* **What you need to do**: Please print only the top portion of the entries below, ending with the line that contains "pub fn from_env()", exactly as written.

#####

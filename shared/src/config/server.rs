//! Server configuration module

use serde::{Deserialize, Serialize};

/// HTTP server configuration
#[derive(Debug, Clone, Deserialize, Serialize)]
pub struct ServerConfig {
    /// Server host address
    pub host: String,

    /// Server port
    pub port: u16,

    /// Worker threads (0 = number of CPU cores)
    #[serde(default)]
    pub workers: usize,
}

impl Default for ServerConfig {
    fn default() -> Self {
        Self {
            host: String::from("127.0.0.1"),
            port: 8080,
            workers: 0,
        }
    }
}

impl ServerConfig {
    /// Create a new server configuration
    pub fn new(host: impl Into<String>, port: u16) -> Self {
        Self {
            host: host.into(),
            port,
            ..Default::default()
        }
    }

    /// Create from environment variables
    pub fn from_env() -> Self {
        let defaults = Self::default();
        Self {
            host: std::env::var("SERVER_HOST").unwrap_or(defaults.host),
            port: std::env::var("SERVER_PORT")
                .ok()
                .and_then(|p| p.parse().ok())
                .unwrap_or(defaults.port),
            workers: std::env::var("SERVER_WORKERS")
                .ok()
                .and_then(|w| w.parse().ok())
                .unwrap_or(defaults.workers),
        }
    }

    /// Get the bind address
    pub fn bind_address(&self) -> String {
        format!("{}:{}", self.host, self.port)
    }
}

#####

* **Exercise result**:
filename shared/src/config/server.rs
//! Server configuration module

use serde::{Deserialize, Serialize};

/// HTTP server configuration
#[derive(Debug, Clone, Deserialize, Serialize)]
pub struct ServerConfig {
    /// Server host address
    pub host: String,

    /// Server port
    pub port: u16,

    /// Worker threads (0 = number of CPU cores)
    #[serde(default)]
    pub workers: usize,
}

impl Default for ServerConfig {
    fn default() -> Self {
        Self {
            host: String::from("127.0.0.1"),
            port: 8080,
            workers: 0,
        }
    }
}

impl ServerConfig {
    /// Create a new server configuration
    pub fn new(host: impl Into<String>, port: u16) -> Self {
        Self {
            host: host.into(),
            port,
            ..Default::default()
        }
    }

    /// Create from environment variables
    pub fn from_env() -> Self {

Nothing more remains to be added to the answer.